The scientist who converted - a 🧵
From the time of Blessed Mary’s first apparition to Bernadette Soubirous, the water from the Lourdes Grotto has been a source of miraculous healing both for those who have visited the Grotto and even for those who used the water in remote places.
Since the time of Bernadette, over 7,000 miraculous cures have been reported to the Lourdes Medical Bureau by pilgrims who have visited Lourdes (this does not include miracles that have taken place outside of Lourdes).
There were so many purported cures associated with the water and Grotto of Lourdes that the Catholic Church set up the Lourdes Medical Bureau to be constituted by and under the leadership of physicians and scientists alone.
In 1902, a physician friend of Dr. Carrel invited him to help take care of sick patients transported on a train from Lyons to Lourdes.
Though Carrel was born Catholic, he was at that time an agnostic who did not believe in miracles.
Nevertheless, he consented to help out, both because of friendship and an interest in what natural causes might be allowing such fast healings as those claimed at Lourdes.
Carrel didn’t go to Lourdes as a pilgrim, but as a clinical observer.
He was determined to study the healings… and expose any fraud.
On May 28, 1902, Carrel met Marie Bailly.
She was terminally ill. She was suffering from acute tuberculous peritonitis and considerable abdominal distension with large hard masses.
Her abdomen was swollen, her pain unbearable, breathing labored.
Though Marie Bailly was half-conscious, Carrel believed she would pass away quite quickly after arriving at Lourdes, if not before.
Other physicians on the train agreed with this diagnosis.
Carrel boarded the pilgrim train to Lourdes with her.
Not out of faith, but to “see for himself.”
Science, he thought, would explain everything.
When the train arrived at Lourdes, Marie was taken to the Grotto, where three water pitchers poured over her distended abdomen.
What happened next, Carrel would never forget.
After the first pour, she felt a searing pain. After the second pour, it was lessened. Finally, after the third pour, she experienced a pleasant sensation.
Her stomach began to flatten, and her pulse returned to normal. Carrel was standing behind Marie (along with other physicians), taking notes as the water was poured over her abdomen. He wrote:
“The enormously distended and very hard abdomen began to flatten and within 30 minutes it had completely disappeared. No discharge whatsoever was observed from the body.”
Marie then sat up in bed, had dinner (without vomiting), got out of bed on her own, and dressed herself the next day. She then boarded the train, rode on the hard benches, and arrived in Lyons refreshed. Carrel was still interested in her psychological and physical condition, so he asked that she be monitored by a psychiatrist and a physician for four months.

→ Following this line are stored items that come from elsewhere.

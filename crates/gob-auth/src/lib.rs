//! Authorization for GOB collections
//!
//! An [`Authority`] is derived per request for every (catalog, collection)
//! pair that is touched. It decides whether the caller may read the
//! collection at all, which attributes are suppressed and which attributes
//! hold encrypted values that are decrypted when the caller is entitled to
//! them. [`Authority::filter_row`] is the single place where that policy is
//! applied to data.

pub mod authority;
pub mod error;
pub mod scheme;
pub mod secure;
pub mod user;

// Re-exports
pub use authority::{AuthContext, Authority, TypeInfo};
pub use error::{AuthError, AuthResult};
pub use scheme::{AuthScheme, CatalogRule, CollectionRule, SecureLevels};
pub use secure::{Base64Cipher, Cipher, SecureEnvelope, SecureUser, Unsealed, PLACEHOLDER};
pub use user::User;
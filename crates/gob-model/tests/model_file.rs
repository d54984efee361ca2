//! Loading the registry from a model file on disk

use gob_model::testing::SAMPLE_MODEL;
use gob_model::{ModelError, Registry};
use std::io::Write;
use tempfile::NamedTempFile;

#[test]
fn test_registry_from_file() {
    let mut file = NamedTempFile::new().unwrap();
    file.write_all(SAMPLE_MODEL.as_bytes()).unwrap();

    let registry = Registry::from_file(file.path()).unwrap();

    assert_eq!(registry.catalogs().len(), 2);
    assert_eq!(registry.collections().count(), 4);
    assert_eq!(
        registry.get_table_name("catalog", "collectiona").unwrap(),
        "catalog_collectiona"
    );
    assert!(registry.resolve_root("catalogCollectiona").is_some());
    assert!(registry.resolve_root("securePersonen").is_some());
}

#[test]
fn test_registry_from_missing_file() {
    let result = Registry::from_file("/nonexistent/gobmodel.json");
    assert!(matches!(result, Err(ModelError::Io(_))));
}

#[test]
fn test_registry_from_invalid_json() {
    let mut file = NamedTempFile::new().unwrap();
    file.write_all(b"{ not json").unwrap();

    let result = Registry::from_file(file.path());
    assert!(matches!(result, Err(ModelError::Serialization(_))));
}
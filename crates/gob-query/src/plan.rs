//! Result plan: what the reconstructor needs to know about the compiled SQL

use crate::error::StreamError;
use gob_model::{Attribute, AttributeType};
use serde::Serialize;
use std::collections::HashSet;

/// How a requested attribute travels through SQL and comes back
#[derive(Debug, Clone, Copy, PartialEq, Eq, Serialize)]
#[serde(rename_all = "snake_case")]
pub enum FieldKind {
    Scalar,
    /// Selected as text
    Geometry,
    /// JSON text, parsed back into JSON
    Structured,
    /// Encrypted envelope, JSON text
    Secure,
}

impl FieldKind {
    /// Field kind of an attribute; `None` for references, which are relations
    pub fn of(attribute: &Attribute) -> Option<Self> {
        match attribute.attribute_type {
            AttributeType::Reference | AttributeType::ManyReference => None,
            AttributeType::Geometry => Some(Self::Geometry),
            AttributeType::Json => Some(Self::Structured),
            AttributeType::Secure(_) => Some(Self::Secure),
            _ => Some(Self::Scalar),
        }
    }

    /// Whether the stored value is JSON text
    pub fn is_json(self) -> bool {
        matches!(self, Self::Structured | Self::Secure)
    }
}

/// Join shape of a relation, resolved once per relation
#[derive(Debug, Clone, Copy, PartialEq, Eq, Serialize)]
#[serde(rename_all = "snake_case")]
pub enum JoinKind {
    ForwardSingle,
    ForwardMany,
    InverseSingle,
    InverseMany,
}

impl JoinKind {
    pub fn is_inverse(self) -> bool {
        matches!(self, Self::InverseSingle | Self::InverseMany)
    }

    /// Whether the join can produce more than one row per parent row
    pub fn multiplies_rows(self) -> bool {
        !matches!(self, Self::ForwardSingle)
    }
}

#[derive(Debug, Clone, PartialEq, Eq, Serialize)]
pub struct FieldPlan {
    /// snake_case attribute name, also the column or JSON key
    pub name: String,
    /// Key in the output object
    pub key: String,
    pub kind: FieldKind,
}

/// One relation of the compiled query
#[derive(Debug, Clone, PartialEq, Eq, Serialize)]
pub struct RelationPlan {
    /// Key in the output
    pub alias: String,
    /// Alias of the parent relation or of the root
    pub parent: String,
    pub join: JoinKind,
    pub catalog: String,
    pub collection: String,
    /// Column holding the relation's JSON object
    pub column: String,
    /// Column holding the owning row's raw reference, when source fields
    /// were requested
    pub source_column: Option<String>,
    /// Requested source fields (`bronwaarde`, `broninfo`)
    pub source_fields: Vec<String>,
    /// Requested fields in query order, one per output key
    pub fields: Vec<FieldPlan>,
}

/// Everything the reconstructor needs besides Authority
#[derive(Debug, Clone, PartialEq, Eq, Serialize)]
pub struct ResultPlan {
    pub root_alias: String,
    pub catalog: String,
    pub collection: String,
    /// Requested root fields in query order, one per output key
    pub fields: Vec<FieldPlan>,
    /// Relations in query order
    pub relations: Vec<RelationPlan>,
}

impl ResultPlan {
    /// Relation indices ordered parent before child, root excluded
    ///
    /// Fails when a relation's parent is neither the root nor reachable from
    /// it.
    pub fn evaluation_order(&self) -> Result<Vec<usize>, StreamError> {
        let mut placed: HashSet<&str> = HashSet::from([self.root_alias.as_str()]);
        let mut order = Vec::with_capacity(self.relations.len());
        let mut remaining: Vec<usize> = (0..self.relations.len()).collect();

        while !remaining.is_empty() {
            let before = remaining.len();
            remaining.retain(|&i| {
                let relation = &self.relations[i];
                if placed.contains(relation.parent.as_str()) {
                    placed.insert(relation.alias.as_str());
                    order.push(i);
                    false
                } else {
                    true
                }
            });

            if remaining.len() == before {
                let relation = &self.relations[remaining[0]];
                return Err(StreamError::HierarchyInconsistency {
                    relation: relation.alias.clone(),
                    parent: relation.parent.clone(),
                });
            }
        }
        Ok(order)
    }

    /// Whether any join can multiply root rows
    pub fn multiplies_rows(&self) -> bool {
        self.relations.iter().any(|r| r.join.multiplies_rows())
    }
}
/// Lazily merges a row cursor into entities
///
/// Yields `{"node": ...}` values. A cursor error is yielded once and ends the
/// stream.
pub struct EntityStream<'a, I> {
    rows: I,
    plan: &'a ResultPlan,
    auth: &'a AuthContext,
    /// Relation indices, parent before child
    order: Vec<usize>,
    /// Child relation indices of the root and of every relation
    root_children: Vec<usize>,
    children: Vec<Vec<usize>>,
    /// Parent relation index of every relation, `None` under the root
    parents: Vec<Option<usize>>,
    authorities: HashMap<(String, String), Authority<'a>>,
    group: Vec<Row>,
    last_gobid: Option<Value>,
    emitted: u64,
    done: bool,
}

impl<'a, I, E> EntityStream<'a, I>
where
    I: Iterator<Item = Result<Row, E>>,
    E: Into<QueryError>,
{
    /// Fails when the plan's relation hierarchy is inconsistent
    pub fn new(rows: I, plan: &'a ResultPlan, auth: &'a AuthContext) -> Result<Self, QueryError> {
        let order = plan.evaluation_order()?;

        let index_of: HashMap<&str, usize> = plan
            .relations
            .iter()
            .enumerate()
            .map(|(i, r)| (r.alias.as_str(), i))
            .collect();
        let mut root_children = Vec::new();
        let mut children = vec![Vec::new(); plan.relations.len()];
        let mut parents = Vec::with_capacity(plan.relations.len());
        for (i, relation) in plan.relations.iter().enumerate() {
            let parent = index_of.get(relation.parent.as_str()).copied();
            match parent {
                Some(parent) => children[parent].push(i),
                None => root_children.push(i),
            }
            parents.push(parent);
        }

        Ok(Self {
            rows,
            plan,
            auth,
            order,
            root_children,
            children,
            parents,
            authorities: HashMap::new(),
            group: Vec::new(),
            last_gobid: None,
            emitted: 0,
            done: false,
        })
    }

    /// Entities emitted so far
    pub fn emitted(&self) -> u64 {
        self.emitted
    }

    /// Merge the rows of one root entity
    fn finalize(&mut self, group: Vec<Row>) -> Result<Value, QueryError> {
        let Some(first) = group.first() else {
            return Err(StreamError::InvalidRow("empty row group".to_string()).into());
        };

        let mut root = Map::new();
        for key in [GOBID, CATALOG, COLLECTION] {
            root.insert(key.to_string(), first.get(key).cloned().unwrap_or(Value::Null));
        }
        for field in &self.plan.fields {
            let value = first.get(&field.name).cloned().unwrap_or(Value::Null);
            let value = if field.kind.is_json() {
                parse_json_text(value)?
            } else {
                value
            };
            root.insert(field.name.clone(), value);
        }

        let plan = self.plan;
        let mut nodes = vec![NodeBuf {
            fields: root,
            keys: &plan.fields,
            relations: self.root_children.iter().map(|&i| (i, Vec::new())).collect(),
        }];
        let mut identities: HashMap<(usize, usize, String), usize> = HashMap::new();

        for row in &group {
            let mut resolved: Vec<Option<usize>> = vec![None; self.plan.relations.len()];

            for &r in &self.order {
                let relation = &plan.relations[r];
                let parent_node = match self.parents[r] {
                    None => 0,
                    Some(p) => match resolved[p] {
                        Some(node) => node,
                        None => continue,
                    },
                };

                let Some((object, identity)) = relation_object(relation, row)? else {
                    continue;
                };

                let key = (parent_node, r, identity);
                let node = match identities.get(&key) {
                    Some(&existing) => existing,
                    None => {
                        let index = nodes.len();
                        nodes.push(NodeBuf {
                            fields: object,
                            keys: &relation.fields,
                            relations: self.children[r].iter().map(|&c| (c, Vec::new())).collect(),
                        });
                        if let Some((_, items)) =
                            nodes[parent_node].relations.iter_mut().find(|(c, _)| *c == r)
                        {
                            items.push(index);
                        }
                        identities.insert(key, index);
                        index
                    }
                };
                resolved[r] = Some(node);
            }
        }

        trace!(rows = group.len(), objects = nodes.len(), "Merged entity");
        let node = self.render(&mut nodes, 0);
        Ok(Value::Object(Map::from_iter([("node".to_string(), node)])))
    }

    /// Apply authority, rename to output keys and nest relations
    fn render(&mut self, nodes: &mut [NodeBuf<'a>], index: usize) -> Value {
        let mut fields = std::mem::take(&mut nodes[index].fields);
        let catalog = string_field(&fields, CATALOG);
        let collection = string_field(&fields, COLLECTION);
        self.authority(catalog, collection).filter_row(&mut fields);

        // A field requested under several keys appears under each of them
        let mut output = Map::new();
        for field in nodes[index].keys {
            let value = fields.get(&field.name).cloned().unwrap_or(Value::Null);
            output.insert(field.key.clone(), value);
        }

        let relations = std::mem::take(&mut nodes[index].relations);
        for (relation, items) in relations {
            let edges: Vec<Value> = items
                .into_iter()
                .map(|child| {
                    let node = self.render(nodes, child);
                    Value::Object(Map::from_iter([("node".to_string(), node)]))
                })
                .collect();
            let container = Map::from_iter([("edges".to_string(), Value::Array(edges))]);
            output.insert(
                self.plan.relations[relation].alias.clone(),
                Value::Object(container),
            );
        }
        Value::Object(output)
    }

    fn authority(&mut self, catalog: String, collection: String) -> &Authority<'a> {
        let auth = self.auth;
        self.authorities
            .entry((catalog, collection))
            .or_insert_with_key(|(catalog, collection)| auth.authority(catalog, collection))
    }
}
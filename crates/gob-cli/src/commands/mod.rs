pub mod compile;
pub mod init_db;
pub mod load;
pub mod query;
pub mod serve;
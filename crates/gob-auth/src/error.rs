//! Error types for authorization configuration

use thiserror::Error;

/// Authorization error type
#[derive(Error, Debug)]
pub enum AuthError {
    /// Scheme file could not be read
    #[error("IO error: {0}")]
    Io(#[from] std::io::Error),

    /// Scheme file could not be parsed
    #[error("Parse error in {format} auth scheme: {message}")]
    Parse { format: &'static str, message: String },

    /// Scheme file extension not recognized
    #[error("Unsupported auth scheme format: {0}")]
    UnsupportedFormat(String),
}

/// Result type for authorization operations
pub type AuthResult<T> = Result<T, AuthError>;
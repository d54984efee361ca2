//! HTTP tests against the router with a seeded store

use axum::body::{to_bytes, Body};
use axum::http::{header, Request, StatusCode};
use axum::response::Response;
use axum::Router;
use gob_auth::{AuthScheme, CatalogRule, SecureLevels, PLACEHOLDER};
use gob_config::{ServerConfig, StreamingConfig};
use gob_model::testing::sample_registry;
use gob_sqlite::testing::sample_store;
use gob_web::routes::STREAMING_PATH;
use gob_web::{build_router, AppState};
use serde_json::{json, Value};
use std::collections::HashMap;
use tempfile::TempDir;
use tokio_stream::StreamExt;
use tower::ServiceExt;

fn state(dir: &TempDir) -> AppState {
    let store = sample_store(&dir.path().join("gob.db"));
    AppState::new(sample_registry(), store)
}

fn secure_scheme() -> AuthScheme {
    AuthScheme {
        catalogs: HashMap::from([(
            "secure".to_string(),
            CatalogRule {
                roles: vec!["gob_secure".to_string()],
                ..Default::default()
            },
        )]),
        secure: SecureLevels {
            levels: HashMap::from([("5".to_string(), vec!["gob_level_5".to_string()])]),
        },
    }
}

fn app(state: AppState) -> Router {
    build_router(state, &ServerConfig::default()).unwrap()
}

fn post(query: &str) -> Request<Body> {
    Request::builder()
        .method("POST")
        .uri(STREAMING_PATH)
        .header(header::CONTENT_TYPE, "application/json")
        .body(Body::from(json!({ "query": query }).to_string()))
        .unwrap()
}

async fn body_text(response: Response) -> String {
    let bytes = to_bytes(response.into_body(), usize::MAX).await.unwrap();
    String::from_utf8(bytes.to_vec()).unwrap()
}

fn lines(text: &str) -> Vec<Value> {
    text.lines()
        .map(|line| serde_json::from_str(line).unwrap())
        .collect()
}

#[tokio::test]
async fn test_health() {
    let dir = TempDir::new().unwrap();
    let response = app(state(&dir))
        .oneshot(Request::get("/health").body(Body::empty()).unwrap())
        .await
        .unwrap();

    assert_eq!(response.status(), StatusCode::OK);
    let body: Value = serde_json::from_str(&body_text(response).await).unwrap();
    assert_eq!(body["status"], "healthy");
}

#[tokio::test]
async fn test_ready_with_store() {
    let dir = TempDir::new().unwrap();
    let response = app(state(&dir))
        .oneshot(Request::get("/ready").body(Body::empty()).unwrap())
        .await
        .unwrap();
    assert_eq!(response.status(), StatusCode::OK);
}

#[tokio::test]
async fn test_post_streams_ndjson_with_marker() {
    let dir = TempDir::new().unwrap();
    let response = app(state(&dir))
        .oneshot(post("{ catalogCollectiona { identificatie naam } }"))
        .await
        .unwrap();

    assert_eq!(response.status(), StatusCode::OK);
    assert_eq!(
        response.headers()[header::CONTENT_TYPE],
        "application/x-ndjson"
    );
    assert_eq!(
        lines(&body_text(response).await),
        vec![
            json!({"node": {"identificatie": "A1", "naam": "a1"}}),
            json!({"node": {"identificatie": "A2", "naam": "a2"}}),
            json!({"complete": true, "count": 2}),
        ]
    );
}

#[tokio::test]
async fn test_get_with_encoded_query() {
    let dir = TempDir::new().unwrap();
    let uri = format!(
        "{STREAMING_PATH}?query=%7B%20catalogCollectiona(first%3A%201)%20%7B%20identificatie%20%7D%20%7D"
    );
    let response = app(state(&dir))
        .oneshot(Request::get(uri).body(Body::empty()).unwrap())
        .await
        .unwrap();

    assert_eq!(response.status(), StatusCode::OK);
    assert_eq!(
        lines(&body_text(response).await),
        vec![
            json!({"node": {"identificatie": "A1"}}),
            json!({"complete": true, "count": 1}),
        ]
    );
}

#[tokio::test]
async fn test_relations_in_stream() {
    let dir = TempDir::new().unwrap();
    let response = app(state(&dir))
        .oneshot(post(
            "{ catalogCollectiona(identificatie: \"A1\") { identificatie referentie { naam } } }",
        ))
        .await
        .unwrap();

    let entities = lines(&body_text(response).await);
    assert_eq!(
        entities[0],
        json!({"node": {
            "identificatie": "A1",
            "referentie": {"edges": [{"node": {"naam": "b1"}}]},
        }})
    );
}

#[tokio::test]
async fn test_missing_query_is_bad_request() {
    let dir = TempDir::new().unwrap();
    let response = app(state(&dir))
        .oneshot(Request::get(STREAMING_PATH).body(Body::empty()).unwrap())
        .await
        .unwrap();
    assert_eq!(response.status(), StatusCode::BAD_REQUEST);
}

#[tokio::test]
async fn test_no_access_is_forbidden() {
    let dir = TempDir::new().unwrap();
    let state = state(&dir).with_scheme(secure_scheme());
    let response = app(state)
        .oneshot(post("{ securePersonen { identificatie } }"))
        .await
        .unwrap();

    assert_eq!(response.status(), StatusCode::FORBIDDEN);
    assert_eq!(body_text(response).await, "Forbidden");
}

#[tokio::test]
async fn test_unknown_collection_is_malformed() {
    let dir = TempDir::new().unwrap();
    let response = app(state(&dir))
        .oneshot(post("{ catalogNope { identificatie } }"))
        .await
        .unwrap();

    assert_eq!(response.status(), StatusCode::FORBIDDEN);
    assert!(body_text(response).await.starts_with("Malformed query"));
}

#[tokio::test]
async fn test_grammar_error_is_generic() {
    let dir = TempDir::new().unwrap();
    let response = app(state(&dir))
        .oneshot(post("{ catalogCollectiona { ...fields } }"))
        .await
        .unwrap();

    assert_eq!(response.status(), StatusCode::INTERNAL_SERVER_ERROR);
    assert_eq!(body_text(response).await, "Query could not be processed");
}

#[tokio::test]
async fn test_marker_disabled() {
    let dir = TempDir::new().unwrap();
    let state = state(&dir).with_streaming(StreamingConfig {
        terminal_marker: false,
        ..Default::default()
    });
    let response = app(state)
        .oneshot(post("{ catalogCollectiona { identificatie } }"))
        .await
        .unwrap();

    let entities = lines(&body_text(response).await);
    assert_eq!(entities.len(), 2);
    assert!(entities.iter().all(|e| e.get("complete").is_none()));
}

#[tokio::test]
async fn test_roles_header_reveals_secure_values() {
    let dir = TempDir::new().unwrap();
    let app = app(state(&dir).with_scheme(secure_scheme()));
    let query = "{ securePersonen { identificatie bsn } }";

    let response = app
        .clone()
        .oneshot(
            Request::post(STREAMING_PATH)
                .header(header::CONTENT_TYPE, "application/json")
                .header("X-Auth-Roles", "gob_secure")
                .body(Body::from(json!({ "query": query }).to_string()))
                .unwrap(),
        )
        .await
        .unwrap();
    let entities = lines(&body_text(response).await);
    assert_eq!(entities[0]["node"]["bsn"], PLACEHOLDER);

    let response = app
        .oneshot(
            Request::post(STREAMING_PATH)
                .header(header::CONTENT_TYPE, "application/json")
                .header("X-Auth-Roles", "gob_secure,gob_level_5")
                .body(Body::from(json!({ "query": query }).to_string()))
                .unwrap(),
        )
        .await
        .unwrap();
    let entities = lines(&body_text(response).await);
    assert_eq!(entities[0]["node"]["bsn"], "123");
}

#[tokio::test]
async fn test_failure_mid_stream_aborts_body_without_marker() {
    let dir = TempDir::new().unwrap();
    let state = state(&dir).with_scheme(secure_scheme());
    // Row after P1 with a details column that is not JSON
    state
        .store
        .connect_rw()
        .unwrap()
        .execute_batch(
            "INSERT INTO secure_personen (_id, identificatie, details) VALUES ('P2', 'P2', '{broken')",
        )
        .unwrap();

    let response = app(state)
        .oneshot(
            Request::post(STREAMING_PATH)
                .header(header::CONTENT_TYPE, "application/json")
                .header("X-Auth-Roles", "gob_secure")
                .body(Body::from(
                    json!({ "query": "{ securePersonen { identificatie details } }" }).to_string(),
                ))
                .unwrap(),
        )
        .await
        .unwrap();
    // Headers were already sent
    assert_eq!(response.status(), StatusCode::OK);

    let mut body = response.into_body().into_data_stream();
    let mut received = String::new();
    let mut aborted = false;
    while let Some(chunk) = body.next().await {
        match chunk {
            Ok(bytes) => received.push_str(std::str::from_utf8(&bytes).unwrap()),
            Err(_) => {
                aborted = true;
                break;
            }
        }
    }

    assert!(aborted);
    let entities = lines(&received);
    assert_eq!(entities.len(), 1);
    assert_eq!(entities[0]["node"]["identificatie"], "P1");
    assert!(!received.contains("complete"));
}
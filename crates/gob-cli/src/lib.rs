pub mod cli;
pub mod commands;
pub mod context;
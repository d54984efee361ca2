//! Metadata registry for GOB catalogs
//!
//! The registry describes every catalog, its collections and their attributes:
//! types, reference targets, cardinality and whether a collection carries
//! states (temporal versions). It is loaded once at startup and shared
//! read-only for the lifetime of the process.
//!
//! ## Usage
//!
//! ```rust,ignore
//! use gob_model::Registry;
//!
//! let registry = Registry::from_file("gobmodel.json")?;
//! let collection = registry.get_collection("meetbouten", "meetbouten")?;
//! assert_eq!(registry.table_name("meetbouten", "meetbouten").as_deref(), Some("meetbouten_meetbouten"));
//! ```

pub mod case;
pub mod error;
pub mod registry;
pub mod types;

// Include testing fixtures when test-utils feature is enabled
#[cfg(any(test, feature = "test-utils"))]
pub mod testing;

// Re-exports
pub use case::{to_camel, to_snake};
pub use error::{ModelError, ModelResult};
pub use registry::{InverseRelation, Registry, RelationRef};
pub use types::{Attribute, AttributeType, Catalog, Collection, ReferenceTarget, SecureKind};

/// Column holding the synthetic row identity
pub const GOBID: &str = "_gobid";
/// Column holding the entity identity shared by all states of an entity
pub const ID: &str = "_id";
/// Column holding the state sequence number of versioned collections
pub const SEQNR: &str = "volgnummer";
/// Soft-delete marker column
pub const DATE_DELETED: &str = "_date_deleted";
/// Expiration marker column used by the active filter
pub const EXPIRATION_DATE: &str = "_expiration_date";
/// Start of validity of a state
pub const BEGIN_VALIDITY: &str = "begin_geldigheid";
/// End of validity of a state
pub const END_VALIDITY: &str = "eind_geldigheid";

After her healing, Marie joined the Sisters of Charity, to work with the sick and the poor in a very strenuous life, and died in 1937 at the age of 58.
When Carrel witnessed this exceedingly rapid and medically inexplicable event, he believed he had seen something like a miracle.
However, it was difficult for him to part with his former skeptical agnosticism, so he did not yet return to the Catholic faith of his childhood.
Furthermore, he wanted to avoid being a medical witness to a miraculous event because he knew that, if it became public, it would ruin his career at the medical faculty at Lyons.
Nevertheless, Marie Bailly’s cure seemed so evidently miraculous (being so rapid, complete, and inexplicable) that it became public in the news media in France and worldwide.
Reporters indicated that Carrel did not think the cure was a miracle, which forced Carrel to write a public reply stating that one side (that of some believers) was jumping to a miraculous conclusion too rapidly.
The other side (the medical community) had unjustifiably refused to look at facts that appeared to be miraculous. Indeed, Carrel implied that Bailly’s cure may have been miraculous.
As Carrel feared, his advocacy of the possibility of Bailly’s miraculous cure led to the end of his career at the medical faculty of Lyons, which ironically had a very good effect on his future; it led him to the University of Chicago and then to the Rockefeller University. In 1912, he received the Nobel Prize for his work in vascular anastomosis.
Carrel returned to Lourdes many times and, on one occasion, witnessed a second miracle: the instantaneous cure of an 18-month-old blind boy.
Despite these two miracles, Carrel could not bring himself to conclusively affirm the reality of miracles, the real divine supernatural intervention manifest in the world.
Then, in 1938, one year after the death of Sr. Marie Bailly, Carrel became friends with the Rector of the Major Seminary in Rennes, who told him to consult with a Trappist monk (who was a well-known spiritual director and friend of Charles de Gaulle), Fr. Alexis Presse.
Soon, Fr. Presse and Carrel began a dialogue. In 1942, Carrel announced that he believed in God, the immortality of the soul, and the teachings of the Catholic Church.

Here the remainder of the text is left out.